Chegamos a um ponto em que os antibióticos não conseguem combater algumas bactérias. Esses medicamentos já perdem a batalha para dezessete micro-organismos multirresistentes, causando, nos Estados Unidos, mais mortes que a aids. A preocupação de médicos e cientistas em todo o mundo é que, sem o investimento em pesquisas e um plano contra o abuso de medicamentos, podemos voltar, rapidamente, à época em que os antibióticos não existiam.
No inverno de 2007, um homem de origem indiana saiu de sua casa, na Suécia, para passar o mês de dezembro em seu país natal. Cumpria o mesmo ritual todos os anos, mas, dessa vez, a viagem o preocupava. Aos 59 anos e diabético, tinha sofrido vários derrames — e sua saúde poderia se tornar mais frágil no interior da Índia. Poucos dias depois de chegar, ele foi internado na pequena cidade de Ludhiana, com úlceras profundas na pele. Sem condições de tratá-lo, os médicos o encaminharam para a capital, Nova Délhi. Ele foi operado e tratado com antibióticos, mas a doença não cedeu. De volta à Suécia, foi internado na cidade de Örebro, a 160 quilômetros de Estocolmo. Seus últimos registros são de 1 de abril de 2008, quando a equipe responsável pelos cuidados médicos descobriu em seu corpo uma bactéria com uma mutação nunca vista: era resistente a quase todos os antibióticos conhecidos, e tinha vindo com o paciente da Índia. Para conseguir vencê-la foi necessária a colaboração de cientistas da Grã-Bretanha. No ano seguinte, em referência à sua origem, a enzima que tornava o micro-organismo quase imbatível foi batizada de New Delhi metallo-beta lactamase 1 — e o nome logo se transferiu à superbactéria, hoje conhecida como NDM-1.

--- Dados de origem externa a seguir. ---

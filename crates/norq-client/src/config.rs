// Client defaults, environment overrides, and the optional YAML override file.
use serde::Deserialize;
use std::fs;
use std::time::Duration;

use crate::error::{Error, Result};

pub(crate) const DEFAULT_LOOKUP_INTERVAL_SECS: u64 = 60;
pub(crate) const DEFAULT_MAX_LOOKUP_FAILURES_BEFORE_ERROR: u32 = 5;
pub(crate) const DEFAULT_MAX_IN_FLIGHT: usize = 200;
pub(crate) const DEFAULT_MAX_FLUSH_DELAY_MILLIS: u64 = 2000;
pub(crate) const DEFAULT_BACKOFF_BASE_MILLIS: u64 = 1000;
pub(crate) const DEFAULT_BACKOFF_CEILING_MILLIS: u64 = 120_000;
pub(crate) const DEFAULT_FAILURE_BACKOFF_MILLIS: u64 = 10_000;
pub(crate) const DEFAULT_CONNECT_TIMEOUT_MILLIS: u64 = 5_000;
pub(crate) const DEFAULT_LOOKUP_TIMEOUT_MILLIS: u64 = 30_000;

/// Hard safety cap for any single broker frame.
///
/// The frame reader allocates a buffer sized by the length prefix; the cap
/// is enforced before that allocation so a buggy or hostile peer cannot
/// advertise an enormous length. Override with `NORQ_MAX_FRAME_BYTES`.
pub(crate) const DEFAULT_MAX_FRAME_BYTES: usize = 16 * 1024 * 1024;

/// Default TCP port of a broker node.
pub(crate) const DEFAULT_NSQD_PORT: u16 = 4150;
/// Default HTTP port of the discovery service.
pub(crate) const DEFAULT_LOOKUPD_PORT: u16 = 4161;

/// Requests queued on one publisher connection worker.
pub(crate) const PUBLISH_QUEUE_DEPTH: usize = 256;
/// Commands and connection events queued on one subscription control task.
pub(crate) const SUBSCRIPTION_QUEUE_DEPTH: usize = 1024;
/// How long a stopping subscription waits for brokers to acknowledge CLS.
pub(crate) const CLS_DRAIN_TIMEOUT_MILLIS: u64 = 250;
/// Poll cadence of `await_no_messages_in_flight`.
pub(crate) const AWAIT_IN_FLIGHT_POLL_MILLIS: u64 = 500;
/// Window within which repeated failure marks on one node collapse.
pub(crate) const MARK_FAILURE_WINDOW_MILLIS: u64 = 5_000;

/// Tunables shared by publishers and subscribers.
#[derive(Debug, Clone)]
pub struct ClientConfig {
    /// Seconds between discovery polls.
    pub lookup_interval_secs: u64,
    /// Consecutive per-URL lookup failures at which warn escalates to error.
    pub max_lookup_failures_before_error: u32,
    /// Initial max-in-flight for new subscriptions.
    pub default_max_in_flight: usize,
    /// Cap on the computed requeue delay.
    pub max_flush_delay_millis: u64,
    /// Broker-side attempt count at which a message is dead-lettered.
    /// `u16::MAX` means unbounded.
    pub max_attempts: u16,
    /// First delivery pause after a handler failure.
    pub backoff_base_millis: u64,
    /// Ceiling for the doubling delivery pause.
    pub backoff_ceiling_millis: u64,
    /// How long a publisher node stays skipped after a failure mark.
    pub failure_backoff_millis: u64,
    pub connect_timeout_millis: u64,
    /// Connect and read timeout for discovery HTTP calls.
    pub lookup_timeout_millis: u64,
    pub max_frame_bytes: usize,
    /// If true, batch publishes never fall back to per-message delivery.
    pub atomic: bool,
}

impl Default for ClientConfig {
    fn default() -> Self {
        Self {
            lookup_interval_secs: DEFAULT_LOOKUP_INTERVAL_SECS,
            max_lookup_failures_before_error: DEFAULT_MAX_LOOKUP_FAILURES_BEFORE_ERROR,
            default_max_in_flight: DEFAULT_MAX_IN_FLIGHT,
            max_flush_delay_millis: DEFAULT_MAX_FLUSH_DELAY_MILLIS,
            max_attempts: u16::MAX,
            backoff_base_millis: DEFAULT_BACKOFF_BASE_MILLIS,
            backoff_ceiling_millis: DEFAULT_BACKOFF_CEILING_MILLIS,
            failure_backoff_millis: DEFAULT_FAILURE_BACKOFF_MILLIS,
            connect_timeout_millis: DEFAULT_CONNECT_TIMEOUT_MILLIS,
            lookup_timeout_millis: DEFAULT_LOOKUP_TIMEOUT_MILLIS,
            max_frame_bytes: DEFAULT_MAX_FRAME_BYTES,
            atomic: false,
        }
    }
}

#[derive(Debug, Deserialize, Default)]
#[serde(rename_all = "snake_case")]
struct ClientConfigOverride {
    lookup_interval_secs: Option<u64>,
    max_lookup_failures_before_error: Option<u32>,
    default_max_in_flight: Option<usize>,
    max_flush_delay_millis: Option<u64>,
    max_attempts: Option<u16>,
    backoff_base_millis: Option<u64>,
    backoff_ceiling_millis: Option<u64>,
    failure_backoff_millis: Option<u64>,
    connect_timeout_millis: Option<u64>,
    lookup_timeout_millis: Option<u64>,
    max_frame_bytes: Option<usize>,
    atomic: Option<bool>,
}

impl ClientConfig {
    /// Defaults layered with `NORQ_*` environment overrides.
    pub fn from_env() -> Self {
        let mut config = Self::default();
        if let Some(value) = read_u64_env("NORQ_LOOKUP_INTERVAL_SECS") {
            config.lookup_interval_secs = value;
        }
        if let Some(value) = read_u64_env("NORQ_MAX_LOOKUP_FAILURES") {
            config.max_lookup_failures_before_error = value as u32;
        }
        if let Some(value) = read_usize_env("NORQ_DEFAULT_MAX_IN_FLIGHT") {
            config.default_max_in_flight = value;
        }
        if let Some(value) = read_u64_env("NORQ_MAX_FLUSH_DELAY_MILLIS") {
            config.max_flush_delay_millis = value;
        }
        if let Some(value) = read_u64_env("NORQ_MAX_ATTEMPTS") {
            config.max_attempts = value.min(u16::MAX as u64) as u16;
        }
        if let Some(value) = read_u64_env("NORQ_BACKOFF_BASE_MILLIS") {
            config.backoff_base_millis = value;
        }
        if let Some(value) = read_u64_env("NORQ_BACKOFF_CEILING_MILLIS") {
            config.backoff_ceiling_millis = value;
        }
        if let Some(value) = read_u64_env("NORQ_FAILURE_BACKOFF_MILLIS") {
            config.failure_backoff_millis = value;
        }
        if let Some(value) = read_u64_env("NORQ_CONNECT_TIMEOUT_MILLIS") {
            config.connect_timeout_millis = value;
        }
        if let Some(value) = read_u64_env("NORQ_LOOKUP_TIMEOUT_MILLIS") {
            config.lookup_timeout_millis = value;
        }
        if let Some(value) = read_usize_env("NORQ_MAX_FRAME_BYTES") {
            config.max_frame_bytes = value;
        }
        if let Some(value) = read_bool_env("NORQ_ATOMIC_PUBLISH") {
            config.atomic = value;
        }
        config
    }

    /// Environment layering plus an optional YAML override file, either the
    /// given path or `NORQ_CLIENT_CONFIG`.
    pub fn from_env_or_yaml(config_path: Option<&str>) -> Result<Self> {
        let mut config = Self::from_env();
        let override_path = config_path
            .map(|value| value.to_string())
            .or_else(|| std::env::var("NORQ_CLIENT_CONFIG").ok());
        if let Some(path) = override_path.as_deref() {
            let contents = fs::read_to_string(path).map_err(Error::Transport)?;
            let override_cfg: ClientConfigOverride = serde_yaml::from_str(&contents)
                .map_err(|err| Error::Protocol(format!("parse client config yaml: {err}")))?;
            override_cfg.apply(&mut config);
        }
        Ok(config)
    }

    pub(crate) fn connect_timeout(&self) -> Duration {
        Duration::from_millis(self.connect_timeout_millis)
    }

    pub(crate) fn lookup_timeout(&self) -> Duration {
        Duration::from_millis(self.lookup_timeout_millis)
    }

    pub(crate) fn failure_backoff(&self) -> Duration {
        Duration::from_millis(self.failure_backoff_millis)
    }

    pub(crate) fn backoff_base(&self) -> Duration {
        Duration::from_millis(self.backoff_base_millis)
    }

    pub(crate) fn backoff_ceiling(&self) -> Duration {
        Duration::from_millis(self.backoff_ceiling_millis)
    }

    pub(crate) fn max_flush_delay(&self) -> Duration {
        Duration::from_millis(self.max_flush_delay_millis)
    }
}

impl ClientConfigOverride {
    fn apply(&self, config: &mut ClientConfig) {
        if let Some(value) = self.lookup_interval_secs {
            if value > 0 {
                config.lookup_interval_secs = value;
            }
        }
        if let Some(value) = self.max_lookup_failures_before_error {
            if value > 0 {
                config.max_lookup_failures_before_error = value;
            }
        }
        if let Some(value) = self.default_max_in_flight {
            config.default_max_in_flight = value;
        }
        if let Some(value) = self.max_flush_delay_millis {
            config.max_flush_delay_millis = value;
        }
        if let Some(value) = self.max_attempts {
            if value > 0 {
                config.max_attempts = value;
            }
        }
        if let Some(value) = self.backoff_base_millis {
            if value > 0 {
                config.backoff_base_millis = value;
            }
        }
        if let Some(value) = self.backoff_ceiling_millis {
            if value > 0 {
                config.backoff_ceiling_millis = value;
            }
        }
        if let Some(value) = self.failure_backoff_millis {
            config.failure_backoff_millis = value;
        }
        if let Some(value) = self.connect_timeout_millis {
            if value > 0 {
                config.connect_timeout_millis = value;
            }
        }
        if let Some(value) = self.lookup_timeout_millis {
            if value > 0 {
                config.lookup_timeout_millis = value;
            }
        }
        if let Some(value) = self.max_frame_bytes {
            if value > 0 {
                config.max_frame_bytes = value;
            }
        }
        if let Some(value) = self.atomic {
            config.atomic = value;
        }
    }
}

fn read_u64_env(key: &str) -> Option<u64> {
    std::env::var(key)
        .ok()
        .and_then(|value| value.parse::<u64>().ok())
}

fn read_usize_env(key: &str) -> Option<usize> {
    std::env::var(key)
        .ok()
        .and_then(|value| value.parse::<usize>().ok())
}

fn read_bool_env(key: &str) -> Option<bool> {
    std::env::var(key)
        .ok()
        .map(|value| matches!(value.as_str(), "1" | "true" | "TRUE" | "yes" | "YES"))
}
impl SubscriptionTask {
    async fn run(mut self, mut rx: mpsc::Receiver<Event>) {
        while let Some(event) = rx.recv().await {
            match event {
                Event::Reconcile { nodes, done } => {
                    self.reconcile(nodes).await;
                    if let Some(done) = done {
                        let _ = done.send(());
                    }
                }
                Event::SetMaxInFlight { max_in_flight } => {
                    self.max_in_flight = max_in_flight;
                    self.redistribute().await;
                }
                Event::Stop { done } => {
                    self.shutdown(&mut rx).await;
                    let _ = done.send(());
                    return;
                }
                Event::Conn(ConnEvent::Message { addr, frame }) => {
                    self.on_message(addr, Message::from_frame(frame)).await;
                }
                Event::Conn(ConnEvent::Heartbeat { addr }) => {
                    if let Some(conn) = self.writer_for(&addr) {
                        let _ = conn.send(Command::Nop).await;
                    }
                }
                Event::Conn(ConnEvent::Closed { addr, cause }) => {
                    self.on_closed(addr, cause).await;
                }
                Event::HandlerDone {
                    addr,
                    message,
                    success,
                } => {
                    self.on_handler_done(addr, message, success).await;
                }
                Event::BackoffExpired { generation } => {
                    self.on_backoff_expired(generation).await;
                }
            }
        }
    }

    /// Make the connection map match the discovered node set: open what is
    /// missing, gracefully close what is gone, rebalance the rest.
    async fn reconcile(&mut self, nodes: HashSet<HostAndPort>) {
        let departed: Vec<HostAndPort> = self
            .connections
            .keys()
            .filter(|addr| !nodes.contains(addr))
            .cloned()
            .collect();
        for addr in departed {
            if let Some(mut conn) = self.connections.remove(&addr) {
                tracing::info!(
                    node = %addr,
                    topic = %self.topic,
                    channel = %self.channel,
                    "closing subscription connection no longer in discovery"
                );
                let _ = conn.send(Command::Cls).await;
                self.closing.push(conn);
            }
        }

        for addr in nodes {
            if self.connections.contains_key(&addr) {
                continue;
            }
            match SubConnection::open(
                addr.clone(),
                &self.topic,
                &self.channel,
                &self.config,
                self.events_tx.clone(),
            )
            .await
            {
                Ok(conn) => {
                    tracing::info!(
                        node = %addr,
                        topic = %self.topic,
                        channel = %self.channel,
                        "subscription connection added"
                    );
                    self.connections.insert(addr, conn);
                }
                Err(err) => {
                    tracing::warn!(
                        error = %err,
                        node = %addr,
                        topic = %self.topic,
                        "failed to open subscription connection"
                    );
                }
            }
        }

        self.conn_count
            .store(self.connections.len(), Ordering::Relaxed);
        self.reap_closing();
        self.redistribute().await;
    }

    async fn on_message(&mut self, addr: HostAndPort, message: Message) {
        if !self.connections.contains_key(&addr) {
            // Raced with connection removal; the broker re-delivers after
            // its own timeout.
            tracing::debug!(node = %addr, id = %message.id(), "dropping message from removed connection");
            return;
        }
        if self.max_in_flight == 0 {
            // Draining: hand the message straight back.
            if let Some(conn) = self.writer_for(&addr) {
                let _ = conn
                    .send(Command::Req {
                        id: message.id(),
                        delay_ms: 0,
                    })
                    .await;
            }
            return;
        }

        counter!("norq_messages_received_total", "topic" => self.topic.clone()).increment(1);
        self.in_flight.fetch_add(1, Ordering::Relaxed);
        self.update_in_flight_gauge();

        let handler = Arc::clone(&self.handler);
        let events_tx = self.events_tx.clone();
        let in_flight = Arc::clone(&self.in_flight);
        let done_addr = addr.clone();
        tokio::task::spawn_blocking(move || {
            let outcome = catch_unwind(AssertUnwindSafe(|| handler.handle(&message)));
            let success = matches!(outcome, Ok(Ok(())));
            match &outcome {
                Ok(Err(err)) => {
                    tracing::warn!(error = %err, id = %message.id(), "message handler failed")
                }
                Err(_) => tracing::warn!(id = %message.id(), "message handler panicked"),
                Ok(Ok(())) => {}
            }
            in_flight.fetch_sub(1, Ordering::Relaxed);
            let _ = events_tx.blocking_send(Event::HandlerDone {
                addr: done_addr,
                message,
                success,
            });
        });

        let replenish = matches!(self.backoff, BackoffState::Normal);
        if let Some(conn) = self.connections.get_mut(&addr) {
            conn.in_flight += 1;
            conn.rdy_remaining = conn.rdy_remaining.saturating_sub(1);
            // Top the broker's credit back up before it runs dry.
            if replenish && conn.rdy_target > 0 && conn.rdy_remaining <= conn.rdy_target / 2 {
                conn.rdy_remaining = conn.rdy_target;
                let _ = conn.send(Command::Rdy(conn.rdy_target)).await;
            }
        }
    }

    async fn on_handler_done(&mut self, addr: HostAndPort, message: Message, success: bool) {
        if let Some(conn) = self.writer_for(&addr) {
            conn.in_flight = conn.in_flight.saturating_sub(1);
        }
        if success {
            counter!("norq_messages_finished_total", "topic" => self.topic.clone()).increment(1);
            if let Some(conn) = self.writer_for(&addr) {
                let _ = conn.send(Command::Fin(message.id())).await;
            }
            self.on_handler_success(&addr).await;
        } else if message.attempts() >= self.config.max_attempts {
            counter!("norq_messages_dead_lettered_total", "topic" => self.topic.clone())
                .increment(1);
            tracing::warn!(
                id = %message.id(),
                attempts = message.attempts(),
                topic = %self.topic,
                "giving up on message after max attempts"
            );
            if let Some(failed_handler) = self.failed_handler.clone() {
                failed_handler.failed(&message);
            }
            if let Some(conn) = self.writer_for(&addr) {
                let _ = conn.send(Command::Fin(message.id())).await;
            }
            self.on_handler_failure().await;
        } else {
            let delay = requeue_delay(message.attempts(), self.config.max_flush_delay());
            counter!("norq_messages_requeued_total", "topic" => self.topic.clone()).increment(1);
            tracing::debug!(
                id = %message.id(),
                attempts = message.attempts(),
                delay_ms = delay.as_millis() as u64,
                "requeueing failed message"
            );
            if let Some(conn) = self.writer_for(&addr) {
                let _ = conn
                    .send(Command::Req {
                        id: message.id(),
                        delay_ms: delay.as_millis() as u64,
                    })
                    .await;
            }
            self.on_handler_failure().await;
        }
        self.reap_closing();
        self.update_in_flight_gauge();
    }

    async fn on_handler_success(&mut self, addr: &HostAndPort) {
        // Only a success on the probe connection ends the test; anything
        // else is a straggler from before the pause and merely resets the
        // doubling so the next failure starts over from the base.
        let resume = match &self.backoff {
            BackoffState::Normal => return,
            BackoffState::Backoff => false,
            BackoffState::Test { probe } => probe == addr,
        };
        self.consecutive_failures = 0;
        if !resume {
            return;
        }
        self.backoff = BackoffState::Normal;
        tracing::info!(
            topic = %self.topic,
            channel = %self.channel,
            "handler recovered, resuming delivery"
        );
        self.redistribute().await;
    }

    async fn on_handler_failure(&mut self) {
        if matches!(self.backoff, BackoffState::Backoff) {
            return;
        }
        self.consecutive_failures += 1;
        let delay = backoff_duration(
            self.config.backoff_base(),
            self.consecutive_failures,
            self.config.backoff_ceiling(),
        );
        self.backoff = BackoffState::Backoff;
        self.generation += 1;
        tracing::warn!(
            topic = %self.topic,
            channel = %self.channel,
            failures = self.consecutive_failures,
            delay_ms = delay.as_millis() as u64,
            "pausing delivery after handler failure"
        );
        let generation = self.generation;
        let events_tx = self.events_tx.clone();
        tokio::spawn(async move {
            tokio::time::sleep(delay).await;
            let _ = events_tx.send(Event::BackoffExpired { generation }).await;
        });
        self.redistribute().await;
    }

    async fn on_backoff_expired(&mut self, generation: u64) {
        if generation != self.generation || !matches!(self.backoff, BackoffState::Backoff) {
            return;
        }
        let mut addrs: Vec<HostAndPort> = self.connections.keys().cloned().collect();
        if addrs.is_empty() {
            self.backoff = BackoffState::Normal;
            return;
        }
        addrs.sort();
        let probe = addrs[self.rotation % addrs.len()].clone();
        self.rotation = self.rotation.wrapping_add(1);
        tracing::info!(
            topic = %self.topic,
            channel = %self.channel,
            node = %probe,
            "probing for recovery"
        );
        self.backoff = BackoffState::Test { probe };
        self.redistribute().await;
    }

    async fn on_closed(&mut self, addr: HostAndPort, cause: String) {
        if self.connections.remove(&addr).is_some() {
            tracing::warn!(
                node = %addr,
                topic = %self.topic,
                channel = %self.channel,
                cause = %cause,
                "subscription connection closed"
            );
            self.conn_count
                .store(self.connections.len(), Ordering::Relaxed);
            if matches!(&self.backoff, BackoffState::Test { probe } if *probe == addr) {
                // The probe vanished; pick another one.
                self.backoff = BackoffState::Backoff;
                let generation = self.generation;
                self.on_backoff_expired(generation).await;
            } else {
                self.redistribute().await;
            }
        } else if let Some(position) = self.closing.iter().position(|conn| conn.addr == addr) {
            self.closing.remove(position);
        }
    }

    /// Spread `max_in_flight` across the current connections according to
    /// the backoff state, applying decreases before increases so the RDY
    /// sum never overshoots.
    async fn redistribute(&mut self) {
        let mut addrs: Vec<HostAndPort> = self.connections.keys().cloned().collect();
        addrs.sort();
        let targets: Vec<(HostAndPort, u32)> = match &self.backoff {
            BackoffState::Backoff => addrs.into_iter().map(|addr| (addr, 0)).collect(),
            BackoffState::Test { probe } => {
                // Drain wins over the recovery probe.
                let probe = probe.clone();
                let draining = self.max_in_flight == 0;
                addrs
                    .into_iter()
                    .map(|addr| {
                        let rdy = u32::from(!draining && addr == probe);
                        (addr, rdy)
                    })
                    .collect()
            }
            BackoffState::Normal => {
                let shares = distribute(self.max_in_flight, addrs.len(), self.rotation);
                if self.max_in_flight > 0 && self.max_in_flight < addrs.len() {
                    // Rotate the RDY=1 window so no connection starves.
                    self.rotation = self.rotation.wrapping_add(1);
                }
                addrs.into_iter().zip(shares).collect()
            }
        };
        let (decreases, increases): (Vec<_>, Vec<_>) = targets
            .into_iter()
            .partition(|(addr, target)| self.is_decrease(addr, *target));
        for (addr, target) in decreases.into_iter().chain(increases) {
            self.apply_rdy(&addr, target).await;
        }
    }

    fn is_decrease(&self, addr: &HostAndPort, target: u32) -> bool {
        self.connections
            .get(addr)
            .map_or(false, |conn| target < conn.rdy_target)
    }

    async fn apply_rdy(&mut self, addr: &HostAndPort, target: u32) {
        if let Some(conn) = self.connections.get_mut(addr) {
            if conn.rdy_target == target && conn.rdy_remaining == target {
                return;
            }
            conn.rdy_target = target;
            conn.rdy_remaining = target;
            let _ = conn.send(Command::Rdy(target)).await;
        }
    }

    fn writer_for(&mut self, addr: &HostAndPort) -> Option<&mut SubConnection> {
        if self.connections.contains_key(addr) {
            return self.connections.get_mut(addr);
        }
        self.closing.iter_mut().find(|conn| &conn.addr == addr)
    }

    fn reap_closing(&mut self) {
        self.closing.retain(|conn| conn.in_flight > 0);
    }

    fn update_in_flight_gauge(&self) {
        gauge!(
            "norq_in_flight_messages",
            "topic" => self.topic.clone(),
            "channel" => self.channel.clone()
        )
        .set(self.in_flight.load(Ordering::Relaxed) as f64);
    }

    /// Graceful stop: CLS everywhere, give brokers a short window to
    /// acknowledge, then drop whatever is left.
    async fn shutdown(&mut self, rx: &mut mpsc::Receiver<Event>) {
        let mut pending: HashSet<HostAndPort> = HashSet::new();
        for (addr, conn) in self.connections.iter_mut() {
            if conn.send(Command::Cls).await.is_ok() {
                pending.insert(addr.clone());
            }
        }
        let deadline = tokio::time::Instant::now()
            + Duration::from_millis(CLS_DRAIN_TIMEOUT_MILLIS);
        while !pending.is_empty() {
            match tokio::time::timeout_at(deadline, rx.recv()).await {
                Ok(Some(Event::Conn(ConnEvent::Closed { addr, .. }))) => {
                    pending.remove(&addr);
                }
                Ok(Some(_)) => {}
                Ok(None) | Err(_) => break,
            }
        }
        self.connections.clear();
        self.closing.clear();
        self.conn_count.store(0, Ordering::Relaxed);
        tracing::info!(
            topic = %self.topic,
            channel = %self.channel,
            "subscription stopped"
        );
    }
}
// Publisher connection: a single-writer worker that serializes
// command -> reply round trips over one broker socket.
use bytes::BytesMut;
use norq_wire::{Command, FrameType, HEARTBEAT, OK};
use tokio::io::AsyncWriteExt;
use tokio::net::tcp::{OwnedReadHalf, OwnedWriteHalf};
use tokio::net::TcpStream;
use tokio::sync::{mpsc, oneshot};

use crate::config::{ClientConfig, PUBLISH_QUEUE_DEPTH};
use crate::conn::read_frame;
use crate::error::{Error, Result};
use crate::host::HostAndPort;

pub(crate) enum PubRequest {
    Publish {
        topic: String,
        payload: Vec<u8>,
        response: oneshot::Sender<Result<()>>,
    },
    PublishMulti {
        topic: String,
        payloads: Vec<Vec<u8>>,
        response: oneshot::Sender<Result<()>>,
    },
    Close,
}

/// Cheap handle to the connection worker. The worker exits when every
/// handle is dropped or after a transport failure; sends on a dead handle
/// surface as `Error::Closed`.
#[derive(Clone)]
pub(crate) struct PubConnection {
    tx: mpsc::Sender<PubRequest>,
}

impl PubConnection {
    pub(crate) async fn open(addr: HostAndPort, config: &ClientConfig) -> Result<Self> {
        let stream = super::open(&addr, config).await?;
        tracing::debug!(node = %addr, "publisher connection established");
        let (tx, rx) = mpsc::channel(PUBLISH_QUEUE_DEPTH);
        tokio::spawn(run_pub_worker(stream, rx, config.max_frame_bytes, addr));
        Ok(Self { tx })
    }

    #[cfg(test)]
    pub(crate) fn from_parts(tx: mpsc::Sender<PubRequest>) -> Self {
        Self { tx }
    }

    pub(crate) async fn publish(&self, topic: &str, payload: Vec<u8>) -> Result<()> {
        let (response, reply) = oneshot::channel();
        self.tx
            .send(PubRequest::Publish {
                topic: topic.to_string(),
                payload,
                response,
            })
            .await
            .map_err(|_| Error::Closed("publisher connection closed"))?;
        reply
            .await
            .map_err(|_| Error::Closed("publisher connection closed"))?
    }

    pub(crate) async fn publish_multi(&self, topic: &str, payloads: Vec<Vec<u8>>) -> Result<()> {
        let (response, reply) = oneshot::channel();
        self.tx
            .send(PubRequest::PublishMulti {
                topic: topic.to_string(),
                payloads,
                response,
            })
            .await
            .map_err(|_| Error::Closed("publisher connection closed"))?;
        reply
            .await
            .map_err(|_| Error::Closed("publisher connection closed"))?
    }

    pub(crate) async fn close(&self) {
        let _ = self.tx.send(PubRequest::Close).await;
    }
}

async fn run_pub_worker(
    stream: TcpStream,
    mut rx: mpsc::Receiver<PubRequest>,
    max_frame_bytes: usize,
    addr: HostAndPort,
) {
    let (mut read, mut write) = stream.into_split();
    let mut scratch = BytesMut::with_capacity(4 * 1024);
    while let Some(request) = rx.recv().await {
        let (command, response) = match request {
            PubRequest::Publish {
                topic,
                payload,
                response,
            } => (Command::Pub { topic, payload }, response),
            PubRequest::PublishMulti {
                topic,
                payloads,
                response,
            } => (Command::Mpub { topic, payloads }, response),
            PubRequest::Close => break,
        };
        let encoded = match command.encode() {
            Ok(bytes) => bytes,
            Err(err) => {
                let _ = response.send(Err(err.into()));
                continue;
            }
        };
        match round_trip(&mut read, &mut write, &encoded, &mut scratch, max_frame_bytes).await {
            Ok(()) => {
                let _ = response.send(Ok(()));
            }
            // The broker rejected the command but the connection is intact.
            Err(err @ Error::Publish(_)) => {
                let _ = response.send(Err(err));
            }
            Err(err) => {
                tracing::warn!(error = %err, node = %addr, "publisher connection failed");
                let _ = response.send(Err(err));
                drain_requests(&mut rx).await;
                return;
            }
        }
    }
    tracing::debug!(node = %addr, "publisher connection closed");
}

async fn round_trip(
    read: &mut OwnedReadHalf,
    write: &mut OwnedWriteHalf,
    command: &[u8],
    scratch: &mut BytesMut,
    max_frame_bytes: usize,
) -> Result<()> {
    write.write_all(command).await?;
    loop {
        let frame = read_frame(read, scratch, max_frame_bytes)
            .await?
            .ok_or(Error::Closed("broker closed connection"))?;
        match frame.frame_type {
            FrameType::Response if frame.body.as_ref() == HEARTBEAT => {
                write.write_all(&Command::Nop.encode()?).await?;
            }
            FrameType::Response if frame.body.as_ref() == OK => return Ok(()),
            FrameType::Response => {
                return Err(Error::Protocol(format!(
                    "unexpected publish reply: {}",
                    String::from_utf8_lossy(&frame.body)
                )))
            }
            FrameType::Error => {
                return Err(Error::Publish(
                    String::from_utf8_lossy(&frame.body).into_owned(),
                ))
            }
            FrameType::Message => {
                return Err(Error::Protocol(
                    "message frame on publisher connection".to_string(),
                ))
            }
        }
    }
}

/// After a transport failure, every queued request gets the same verdict
/// instead of waiting on a dead socket.
async fn drain_requests(rx: &mut mpsc::Receiver<PubRequest>) {
    while let Some(request) = rx.recv().await {
        match request {
            PubRequest::Publish { response, .. } | PubRequest::PublishMulti { response, .. } => {
                let _ = response.send(Err(Error::Closed("publisher connection closed")));
            }
            PubRequest::Close => {}
        }
    }
}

Contra ela, os antibióticos têm pouco ou nada a fazer. É imune aos remédios chamados carbapenemas, usados para combater os micro-organismos mais resistentes já descobertos. Em 2010, ela já tinha viajado pela Europa, Austrália e Estados Unidos. Desembarcou no Rio Grande do Sul no ano passado e, em fevereiro, foi encontrada em dois pacientes em um hospital de Londrina, no norte do Paraná. O tratamento das infecções urinárias e de pele que ela causa é longo, caro e repleto de efeitos colaterais. Nos casos mais graves, não há nenhum antibiótico capaz de combatê-la. As doenças que ela causa levam à morte. Essa batalha perdida pelos antibióticos já mata mais que a aids nos Estados Unidos – são 23 000 mortes anuais, ante 15 000 causadas pelo HIV. No país, os remédios existentes não conseguem combater dezessete tipos de micro-organismo, segundo o Centro de Controle e Prevenção de Doenças (CDC, na sigla em inglês). Um relatório divulgado no fim de março pela Organização Mundial de Saúde (OMS) mostrou que cerca de 500 000 casos de tuberculose em 2012 foram causados por bactérias super-resistentes em todo o mundo. Até 2015, os casos podem ser 2 milhões. Ou seja, milhões de pessoas podem adoecer como se estivessem no início do século XX, antes da descoberta do primeiro antibiótico.
"Atingimos um ponto em que não há tratamento para bactérias tão resistentes. Todas as drogas disponíveis não funcionam e, se alguém estiver infectado com uma delas, vai morrer", diz Caetano Antunes, pesquisador da Fundação Oswaldo Cruz (Fiocruz), no Rio de Janeiro, e um dos maiores especialistas no Brasil no estudo de antibióticos. "Vamos voltar à Idade Média, quando tratávamos doenças de pele com amputações."